* [What is needed]: Read through the entries below and return each line with the word "const".

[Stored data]
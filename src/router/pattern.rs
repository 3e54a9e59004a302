//! Route pattern compilation.
//!
//! Turns a pattern such as `/users/{id}/posts/{post_id}` into an anchored
//! [`Regex`] plus the ordered list of placeholder names, so that
//! `param_names[i]` always names capture group `i + 1`.
//!
//! Syntax:
//!
//! - `{name}` captures exactly one path segment (`[^/]+`).
//! - `{*name}` captures the rest of the path, slashes included, and may be
//!   empty. It is only accepted as the last element of the pattern.
//! - Everything else is literal. Literal text is escaped before it is placed
//!   in the regex, so `/files/a.txt` only matches the dot it spells out.

use regex::Regex;
use std::fmt;
use std::sync::Arc;

/// Regex fragment for a single-segment placeholder.
const SEGMENT_CAPTURE: &str = "([^/]+)";
/// Regex fragment for a trailing catch-all placeholder.
const REST_CAPTURE: &str = "(.*)";

/// A pattern that has been compiled into an anchored matcher.
#[derive(Debug, Clone)]
pub struct CompiledPattern {
    /// Anchored matcher over the full request path.
    pub matcher: Regex,
    /// Placeholder names in left-to-right order, one per capture group.
    pub param_names: Vec<Arc<str>>,
}

/// Configuration error raised when a route pattern cannot be compiled.
///
/// These are reported at registration time; a router never holds a route
/// whose pattern failed to compile.
#[derive(Debug, Clone, PartialEq, Eq)]
pub enum PatternError {
    /// A `{` was opened but never closed.
    UnclosedPlaceholder {
        /// The offending pattern
        pattern: String,
        /// Byte offset of the opening brace
        position: usize,
    },
    /// A `}` appeared without a matching `{`.
    UnexpectedClose {
        /// The offending pattern
        pattern: String,
        /// Byte offset of the closing brace
        position: usize,
    },
    /// A placeholder had an empty or otherwise unusable name.
    InvalidName {
        /// The offending pattern
        pattern: String,
        /// The name as written between the braces
        name: String,
    },
    /// The same placeholder name appeared twice.
    DuplicateName {
        /// The offending pattern
        pattern: String,
        /// The repeated name
        name: String,
    },
    /// A `{*name}` placeholder was followed by more pattern text.
    CatchAllNotLast {
        /// The offending pattern
        pattern: String,
    },
    /// The generated expression was rejected by the regex engine.
    Regex {
        /// The offending pattern
        pattern: String,
        /// Message from the regex engine
        message: String,
    },
}

impl fmt::Display for PatternError {
    fn fmt(&self, f: &mut fmt::Formatter<'_>) -> fmt::Result {
        match self {
            PatternError::UnclosedPlaceholder { pattern, position } => write!(
                f,
                "invalid route pattern '{pattern}': placeholder opened at byte {position} is never closed"
            ),
            PatternError::UnexpectedClose { pattern, position } => write!(
                f,
                "invalid route pattern '{pattern}': unexpected '}}' at byte {position}"
            ),
            PatternError::InvalidName { pattern, name } => write!(
                f,
                "invalid route pattern '{pattern}': placeholder name '{name}' is not allowed"
            ),
            PatternError::DuplicateName { pattern, name } => write!(
                f,
                "invalid route pattern '{pattern}': placeholder '{name}' appears more than once"
            ),
            PatternError::CatchAllNotLast { pattern } => write!(
                f,
                "invalid route pattern '{pattern}': a catch-all placeholder must end the pattern"
            ),
            PatternError::Regex { pattern, message } => {
                write!(f, "invalid route pattern '{pattern}': {message}")
            }
        }
    }
}

impl std::error::Error for PatternError {}

/// Compile a route pattern into an anchored matcher and its placeholder names.
///
/// Patterns without placeholders compile to an exact literal match.
///
/// # Errors
///
/// Returns a [`PatternError`] when the placeholder syntax is malformed, a name
/// repeats, a catch-all is not last, or the resulting regex fails to build.
///
/// # Example
///
/// ```rust
/// use enzovu::router::compile_pattern;
///
/// let compiled = compile_pattern("/users/{id}").unwrap();
/// assert!(compiled.matcher.is_match("/users/42"));
/// assert!(!compiled.matcher.is_match("/users/42/"));
/// assert_eq!(&*compiled.param_names[0], "id");
/// ```
pub fn compile_pattern(pattern: &str) -> Result<CompiledPattern, PatternError> {
    let mut regex_src = String::with_capacity(pattern.len() + 16);
    regex_src.push('^');
    let mut param_names: Vec<Arc<str>> = Vec::with_capacity(pattern.matches('{').count());

    // Delimiters are ASCII, so every index we slice at is a char boundary.
    let bytes = pattern.as_bytes();
    let mut literal_start = 0;
    let mut catch_all_seen = false;
    let mut pos = 0;

    while pos < bytes.len() {
        match bytes[pos] {
            b'{' => {
                if catch_all_seen {
                    return Err(PatternError::CatchAllNotLast {
                        pattern: pattern.to_string(),
                    });
                }
                regex_src.push_str(&regex::escape(&pattern[literal_start..pos]));

                let close = pattern[pos + 1..]
                    .find(['}', '{'])
                    .map(|offset| pos + 1 + offset)
                    .filter(|&idx| bytes[idx] == b'}')
                    .ok_or_else(|| PatternError::UnclosedPlaceholder {
                        pattern: pattern.to_string(),
                        position: pos,
                    })?;

                let raw = &pattern[pos + 1..close];
                let (name, catch_all) = match raw.strip_prefix('*') {
                    Some(name) => (name, true),
                    None => (raw, false),
                };
                validate_name(pattern, raw, name)?;
                if param_names.iter().any(|existing| &**existing == name) {
                    return Err(PatternError::DuplicateName {
                        pattern: pattern.to_string(),
                        name: name.to_string(),
                    });
                }

                param_names.push(Arc::from(name));
                regex_src.push_str(if catch_all { REST_CAPTURE } else { SEGMENT_CAPTURE });
                catch_all_seen = catch_all;

                pos = close + 1;
                literal_start = pos;
            }
            b'}' => {
                return Err(PatternError::UnexpectedClose {
                    pattern: pattern.to_string(),
                    position: pos,
                });
            }
            _ if catch_all_seen => {
                return Err(PatternError::CatchAllNotLast {
                    pattern: pattern.to_string(),
                });
            }
            _ => pos += 1,
        }
    }

    regex_src.push_str(&regex::escape(&pattern[literal_start..]));
    regex_src.push('$');

    let matcher = Regex::new(&regex_src).map_err(|e| PatternError::Regex {
        pattern: pattern.to_string(),
        message: e.to_string(),
    })?;

    debug_assert_eq!(matcher.captures_len(), param_names.len() + 1);

    Ok(CompiledPattern {
        matcher,
        param_names,
    })
}

fn validate_name(pattern: &str, raw: &str, name: &str) -> Result<(), PatternError> {
    let usable = !name.is_empty()
        && name
            .chars()
            .all(|c| !c.is_whitespace() && !matches!(c, '/' | '{' | '}' | '*'));
    if usable {
        Ok(())
    } else {
        Err(PatternError::InvalidName {
            pattern: pattern.to_string(),
            name: raw.to_string(),
        })
    }
}

#[cfg(test)]
mod tests {
    use super::*;

    fn names(compiled: &CompiledPattern) -> Vec<&str> {
        compiled.param_names.iter().map(|n| &**n).collect()
    }

    #[test]
    fn test_literal_pattern_is_exact() {
        let c = compile_pattern("/about").unwrap();
        assert!(c.matcher.is_match("/about"));
        assert!(!c.matcher.is_match("/about/"));
        assert!(!c.matcher.is_match("/aboutus"));
        assert!(!c.matcher.is_match("/x/about"));
        assert!(names(&c).is_empty());
    }

    #[test]
    fn test_root_pattern() {
        let c = compile_pattern("/").unwrap();
        assert!(c.matcher.is_match("/"));
        assert!(!c.matcher.is_match(""));
        assert!(!c.matcher.is_match("//"));
    }

    #[test]
    fn test_placeholders_in_order() {
        let c = compile_pattern("/users/{user_id}/posts/{post_id}").unwrap();
        assert_eq!(names(&c), vec!["user_id", "post_id"]);
        let caps = c.matcher.captures("/users/7/posts/abc").unwrap();
        assert_eq!(&caps[1], "7");
        assert_eq!(&caps[2], "abc");
    }

    #[test]
    fn test_placeholder_does_not_cross_segments() {
        let c = compile_pattern("/users/{id}").unwrap();
        assert!(!c.matcher.is_match("/users/1/2"));
        assert!(!c.matcher.is_match("/users/"));
    }

    #[test]
    fn test_placeholder_inside_segment() {
        let c = compile_pattern("/files/{name}.json").unwrap();
        let caps = c.matcher.captures("/files/report.json").unwrap();
        assert_eq!(&caps[1], "report");
        assert!(!c.matcher.is_match("/files/report.yaml"));
    }

    #[test]
    fn test_literal_metacharacters_are_escaped() {
        let c = compile_pattern("/files/a.txt").unwrap();
        assert!(c.matcher.is_match("/files/a.txt"));
        assert!(!c.matcher.is_match("/files/aXtxt"));

        let c = compile_pattern("/v1+/(x)").unwrap();
        assert!(c.matcher.is_match("/v1+/(x)"));
        assert!(!c.matcher.is_match("/v11/x"));
        assert_eq!(c.matcher.captures_len(), 1);
    }

    #[test]
    fn test_catch_all() {
        let c = compile_pattern("/static/{*filepath}").unwrap();
        assert_eq!(names(&c), vec!["filepath"]);
        let caps = c.matcher.captures("/static/css/site.css").unwrap();
        assert_eq!(&caps[1], "css/site.css");
        assert!(c.matcher.is_match("/static/"));
        assert!(!c.matcher.is_match("/static"));
    }

    #[test]
    fn test_catch_all_must_be_last() {
        let err = compile_pattern("/a/{*rest}/b").unwrap_err();
        assert!(matches!(err, PatternError::CatchAllNotLast { .. }));
        let err = compile_pattern("/a/{*rest}{id}").unwrap_err();
        assert!(matches!(err, PatternError::CatchAllNotLast { .. }));
    }

    #[test]
    fn test_malformed_patterns() {
        assert!(matches!(
            compile_pattern("/users/{id").unwrap_err(),
            PatternError::UnclosedPlaceholder { position: 7, .. }
        ));
        assert!(matches!(
            compile_pattern("/users/{a{b}}").unwrap_err(),
            PatternError::UnclosedPlaceholder { .. }
        ));
        assert!(matches!(
            compile_pattern("/users/id}").unwrap_err(),
            PatternError::UnexpectedClose { position: 9, .. }
        ));
        assert!(matches!(
            compile_pattern("/users/{}").unwrap_err(),
            PatternError::InvalidName { .. }
        ));
        assert!(matches!(
            compile_pattern("/users/{*}").unwrap_err(),
            PatternError::InvalidName { .. }
        ));
        assert!(matches!(
            compile_pattern("/users/{a b}").unwrap_err(),
            PatternError::InvalidName { .. }
        ));
    }

    #[test]
    fn test_duplicate_names_rejected() {
        let err = compile_pattern("/org/{id}/user/{id}").unwrap_err();
        assert_eq!(
            err,
            PatternError::DuplicateName {
                pattern: "/org/{id}/user/{id}".to_string(),
                name: "id".to_string(),
            }
        );
        assert!(err.to_string().contains("appears more than once"));
    }
}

* [Exercise solution]:
const SEGMENT_CAPTURE: &str = "([^/]+)";
const REST_CAPTURE: &str = "(.*)";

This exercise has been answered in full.